TASK GOAL: Among the records that follow, set down only the lines from the one containing "use futures::future::BoxFuture;" to the one containing "affects the connection.", both included, exactly.
[[ ENTRIES SHOWN open ]]
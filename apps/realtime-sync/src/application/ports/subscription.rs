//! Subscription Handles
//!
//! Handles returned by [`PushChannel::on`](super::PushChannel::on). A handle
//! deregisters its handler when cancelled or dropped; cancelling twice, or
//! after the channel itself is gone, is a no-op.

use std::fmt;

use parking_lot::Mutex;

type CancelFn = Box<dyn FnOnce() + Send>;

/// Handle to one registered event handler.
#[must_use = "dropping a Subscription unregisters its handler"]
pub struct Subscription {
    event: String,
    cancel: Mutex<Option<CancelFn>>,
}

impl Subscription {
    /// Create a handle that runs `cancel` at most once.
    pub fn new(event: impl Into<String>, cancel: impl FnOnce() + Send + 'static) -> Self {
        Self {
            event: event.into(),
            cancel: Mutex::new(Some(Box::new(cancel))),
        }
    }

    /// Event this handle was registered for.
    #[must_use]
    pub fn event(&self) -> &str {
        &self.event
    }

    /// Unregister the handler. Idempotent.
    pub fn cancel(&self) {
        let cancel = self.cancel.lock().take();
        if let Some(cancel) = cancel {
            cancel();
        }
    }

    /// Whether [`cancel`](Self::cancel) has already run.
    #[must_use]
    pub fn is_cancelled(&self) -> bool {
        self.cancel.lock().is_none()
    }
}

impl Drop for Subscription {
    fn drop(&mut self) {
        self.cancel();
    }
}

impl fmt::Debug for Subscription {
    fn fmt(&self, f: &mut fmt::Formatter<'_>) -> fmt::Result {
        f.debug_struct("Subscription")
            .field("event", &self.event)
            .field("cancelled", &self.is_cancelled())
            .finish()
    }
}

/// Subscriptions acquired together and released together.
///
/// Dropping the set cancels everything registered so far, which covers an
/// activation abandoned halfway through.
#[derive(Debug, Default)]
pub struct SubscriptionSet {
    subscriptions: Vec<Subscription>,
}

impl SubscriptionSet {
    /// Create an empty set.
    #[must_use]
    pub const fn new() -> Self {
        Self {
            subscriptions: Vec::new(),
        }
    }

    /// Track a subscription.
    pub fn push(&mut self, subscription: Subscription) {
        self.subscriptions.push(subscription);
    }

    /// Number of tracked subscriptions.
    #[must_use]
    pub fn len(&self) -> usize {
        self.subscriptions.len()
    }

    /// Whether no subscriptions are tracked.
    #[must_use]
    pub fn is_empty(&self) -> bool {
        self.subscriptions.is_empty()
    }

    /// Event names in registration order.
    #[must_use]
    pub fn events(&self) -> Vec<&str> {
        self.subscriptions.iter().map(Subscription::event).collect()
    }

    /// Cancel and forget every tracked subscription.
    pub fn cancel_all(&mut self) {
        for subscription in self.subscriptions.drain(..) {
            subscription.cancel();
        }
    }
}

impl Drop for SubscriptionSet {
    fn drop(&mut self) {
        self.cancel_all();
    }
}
[[ ENTRIES SHOWN closed ]]
[[ ENTRIES SHOWN open ]]
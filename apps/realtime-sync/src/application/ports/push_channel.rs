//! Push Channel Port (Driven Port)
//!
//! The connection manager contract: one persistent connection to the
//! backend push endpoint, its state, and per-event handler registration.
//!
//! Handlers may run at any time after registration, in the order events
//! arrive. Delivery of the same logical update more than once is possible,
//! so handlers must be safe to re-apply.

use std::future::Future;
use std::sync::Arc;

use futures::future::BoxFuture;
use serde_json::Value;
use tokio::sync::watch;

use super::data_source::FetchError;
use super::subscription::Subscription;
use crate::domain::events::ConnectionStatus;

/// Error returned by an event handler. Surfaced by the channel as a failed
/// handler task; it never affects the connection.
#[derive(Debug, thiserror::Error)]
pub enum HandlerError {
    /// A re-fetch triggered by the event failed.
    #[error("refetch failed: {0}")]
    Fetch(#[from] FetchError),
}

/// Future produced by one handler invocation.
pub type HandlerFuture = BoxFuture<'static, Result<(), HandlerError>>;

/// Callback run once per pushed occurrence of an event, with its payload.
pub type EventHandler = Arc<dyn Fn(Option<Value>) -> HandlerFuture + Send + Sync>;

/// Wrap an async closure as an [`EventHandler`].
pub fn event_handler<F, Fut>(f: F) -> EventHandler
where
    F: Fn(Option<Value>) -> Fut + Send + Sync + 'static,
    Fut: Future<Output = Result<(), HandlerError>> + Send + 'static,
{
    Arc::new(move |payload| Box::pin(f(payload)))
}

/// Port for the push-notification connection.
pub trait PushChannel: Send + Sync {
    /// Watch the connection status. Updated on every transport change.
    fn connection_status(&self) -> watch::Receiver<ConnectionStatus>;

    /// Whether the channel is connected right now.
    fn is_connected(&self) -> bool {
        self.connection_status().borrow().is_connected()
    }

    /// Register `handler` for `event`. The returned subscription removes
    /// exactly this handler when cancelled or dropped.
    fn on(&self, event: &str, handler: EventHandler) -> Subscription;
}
[[ ENTRIES SHOWN closed ]]
[[ ENTRIES SHOWN open ]]
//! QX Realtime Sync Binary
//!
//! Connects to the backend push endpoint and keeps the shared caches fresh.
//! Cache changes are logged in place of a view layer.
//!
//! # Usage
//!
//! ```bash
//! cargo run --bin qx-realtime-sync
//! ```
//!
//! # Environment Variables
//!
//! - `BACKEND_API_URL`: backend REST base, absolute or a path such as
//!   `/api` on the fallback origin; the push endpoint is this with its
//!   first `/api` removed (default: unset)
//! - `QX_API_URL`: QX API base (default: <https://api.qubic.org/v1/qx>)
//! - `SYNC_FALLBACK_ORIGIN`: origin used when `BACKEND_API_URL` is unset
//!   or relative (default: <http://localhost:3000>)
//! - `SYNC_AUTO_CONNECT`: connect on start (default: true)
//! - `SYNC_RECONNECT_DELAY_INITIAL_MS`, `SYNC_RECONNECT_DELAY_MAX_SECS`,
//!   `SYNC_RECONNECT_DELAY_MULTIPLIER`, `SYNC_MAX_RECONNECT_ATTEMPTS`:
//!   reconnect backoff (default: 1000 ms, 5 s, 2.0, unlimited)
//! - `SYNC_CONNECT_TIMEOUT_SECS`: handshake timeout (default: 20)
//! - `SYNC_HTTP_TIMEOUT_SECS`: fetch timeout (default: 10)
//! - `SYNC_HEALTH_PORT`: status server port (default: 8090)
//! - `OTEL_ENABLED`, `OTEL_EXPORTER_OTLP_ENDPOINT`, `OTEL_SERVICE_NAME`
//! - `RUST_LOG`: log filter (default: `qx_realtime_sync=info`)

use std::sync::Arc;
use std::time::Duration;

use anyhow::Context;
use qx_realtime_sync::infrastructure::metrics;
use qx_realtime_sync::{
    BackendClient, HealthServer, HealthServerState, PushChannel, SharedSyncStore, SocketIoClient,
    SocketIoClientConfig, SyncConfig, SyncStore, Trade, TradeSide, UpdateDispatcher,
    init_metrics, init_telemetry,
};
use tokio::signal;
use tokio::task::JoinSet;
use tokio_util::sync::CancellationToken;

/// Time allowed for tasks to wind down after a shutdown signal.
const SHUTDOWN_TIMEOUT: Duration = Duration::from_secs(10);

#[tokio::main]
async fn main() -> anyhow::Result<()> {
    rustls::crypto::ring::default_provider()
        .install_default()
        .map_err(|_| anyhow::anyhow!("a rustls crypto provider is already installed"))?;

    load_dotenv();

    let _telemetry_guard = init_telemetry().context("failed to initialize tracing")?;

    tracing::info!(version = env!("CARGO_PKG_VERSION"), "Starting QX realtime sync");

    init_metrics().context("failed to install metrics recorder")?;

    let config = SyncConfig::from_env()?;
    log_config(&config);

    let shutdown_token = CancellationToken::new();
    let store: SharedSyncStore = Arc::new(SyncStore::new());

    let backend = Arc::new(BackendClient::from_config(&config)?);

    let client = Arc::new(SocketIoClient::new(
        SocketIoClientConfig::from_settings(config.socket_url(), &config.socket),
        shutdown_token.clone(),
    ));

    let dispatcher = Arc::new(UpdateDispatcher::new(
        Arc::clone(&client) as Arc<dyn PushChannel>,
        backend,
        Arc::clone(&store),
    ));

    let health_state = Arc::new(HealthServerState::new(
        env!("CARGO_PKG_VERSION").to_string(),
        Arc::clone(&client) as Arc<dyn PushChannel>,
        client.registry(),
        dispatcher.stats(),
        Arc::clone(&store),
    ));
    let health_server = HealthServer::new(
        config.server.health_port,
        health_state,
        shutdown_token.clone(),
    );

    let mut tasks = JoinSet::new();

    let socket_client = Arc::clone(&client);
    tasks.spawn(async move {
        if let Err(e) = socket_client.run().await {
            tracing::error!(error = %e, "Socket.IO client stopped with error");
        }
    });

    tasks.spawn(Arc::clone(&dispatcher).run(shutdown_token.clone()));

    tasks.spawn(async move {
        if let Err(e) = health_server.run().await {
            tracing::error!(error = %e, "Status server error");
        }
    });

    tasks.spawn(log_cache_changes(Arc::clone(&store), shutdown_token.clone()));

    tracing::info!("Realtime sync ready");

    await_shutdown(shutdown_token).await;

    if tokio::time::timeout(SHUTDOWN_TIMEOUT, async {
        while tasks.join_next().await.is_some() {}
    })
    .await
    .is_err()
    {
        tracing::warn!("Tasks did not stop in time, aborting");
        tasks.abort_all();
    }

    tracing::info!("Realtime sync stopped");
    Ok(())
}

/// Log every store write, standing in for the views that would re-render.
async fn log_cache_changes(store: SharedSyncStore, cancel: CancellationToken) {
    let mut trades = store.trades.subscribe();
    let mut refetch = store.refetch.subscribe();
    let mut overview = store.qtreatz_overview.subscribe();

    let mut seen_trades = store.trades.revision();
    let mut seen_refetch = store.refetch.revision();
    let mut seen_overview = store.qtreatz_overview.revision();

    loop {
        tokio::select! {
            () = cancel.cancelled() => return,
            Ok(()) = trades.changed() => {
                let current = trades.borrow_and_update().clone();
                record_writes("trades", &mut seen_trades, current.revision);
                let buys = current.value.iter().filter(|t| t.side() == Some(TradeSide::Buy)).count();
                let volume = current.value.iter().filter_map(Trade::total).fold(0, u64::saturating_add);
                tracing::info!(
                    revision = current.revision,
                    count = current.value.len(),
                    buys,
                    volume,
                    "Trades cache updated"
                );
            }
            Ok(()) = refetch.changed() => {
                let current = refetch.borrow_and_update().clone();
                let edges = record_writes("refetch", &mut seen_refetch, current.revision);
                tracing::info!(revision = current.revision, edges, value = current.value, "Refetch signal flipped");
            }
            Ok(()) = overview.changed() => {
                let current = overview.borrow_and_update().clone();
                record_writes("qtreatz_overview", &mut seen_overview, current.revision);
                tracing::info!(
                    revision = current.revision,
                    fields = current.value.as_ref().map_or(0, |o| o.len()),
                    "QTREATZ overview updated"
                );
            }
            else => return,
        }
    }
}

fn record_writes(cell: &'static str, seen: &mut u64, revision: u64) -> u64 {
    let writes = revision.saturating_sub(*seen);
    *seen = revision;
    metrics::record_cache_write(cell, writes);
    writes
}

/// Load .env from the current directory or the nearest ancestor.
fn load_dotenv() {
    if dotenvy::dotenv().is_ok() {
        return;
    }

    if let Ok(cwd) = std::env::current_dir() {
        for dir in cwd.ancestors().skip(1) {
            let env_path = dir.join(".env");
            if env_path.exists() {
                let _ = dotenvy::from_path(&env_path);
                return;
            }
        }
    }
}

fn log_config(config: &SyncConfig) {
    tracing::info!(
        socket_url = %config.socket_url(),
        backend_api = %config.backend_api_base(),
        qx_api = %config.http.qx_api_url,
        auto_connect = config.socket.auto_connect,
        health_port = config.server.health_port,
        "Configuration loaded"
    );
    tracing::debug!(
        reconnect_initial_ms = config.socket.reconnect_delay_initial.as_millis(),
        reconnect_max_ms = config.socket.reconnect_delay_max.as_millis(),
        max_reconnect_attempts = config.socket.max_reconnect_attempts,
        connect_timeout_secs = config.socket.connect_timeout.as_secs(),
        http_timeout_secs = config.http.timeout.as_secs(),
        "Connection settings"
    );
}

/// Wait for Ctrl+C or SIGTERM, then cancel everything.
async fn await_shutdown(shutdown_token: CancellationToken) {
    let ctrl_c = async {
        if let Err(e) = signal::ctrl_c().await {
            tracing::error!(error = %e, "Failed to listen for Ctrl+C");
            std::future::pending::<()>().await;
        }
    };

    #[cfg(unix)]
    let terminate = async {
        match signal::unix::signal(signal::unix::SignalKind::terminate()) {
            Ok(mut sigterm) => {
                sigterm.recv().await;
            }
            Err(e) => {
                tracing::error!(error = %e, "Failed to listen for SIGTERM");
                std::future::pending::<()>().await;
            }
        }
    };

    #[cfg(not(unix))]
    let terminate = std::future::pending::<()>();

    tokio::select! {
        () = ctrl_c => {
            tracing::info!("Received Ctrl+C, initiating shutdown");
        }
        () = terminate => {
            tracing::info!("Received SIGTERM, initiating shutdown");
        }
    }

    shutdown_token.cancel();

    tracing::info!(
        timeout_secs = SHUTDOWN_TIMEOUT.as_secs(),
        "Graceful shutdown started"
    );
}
[[ ENTRIES SHOWN closed ]]
RESULT OF THE TASK:
use futures::future::BoxFuture;
use serde_json::Value;
use tokio::sync::watch;

use super::data_source::FetchError;
use super::subscription::Subscription;
use crate::domain::events::ConnectionStatus;

/// Error returned by an event handler. Surfaced by the channel as a failed
/// handler task; it never affects the connection.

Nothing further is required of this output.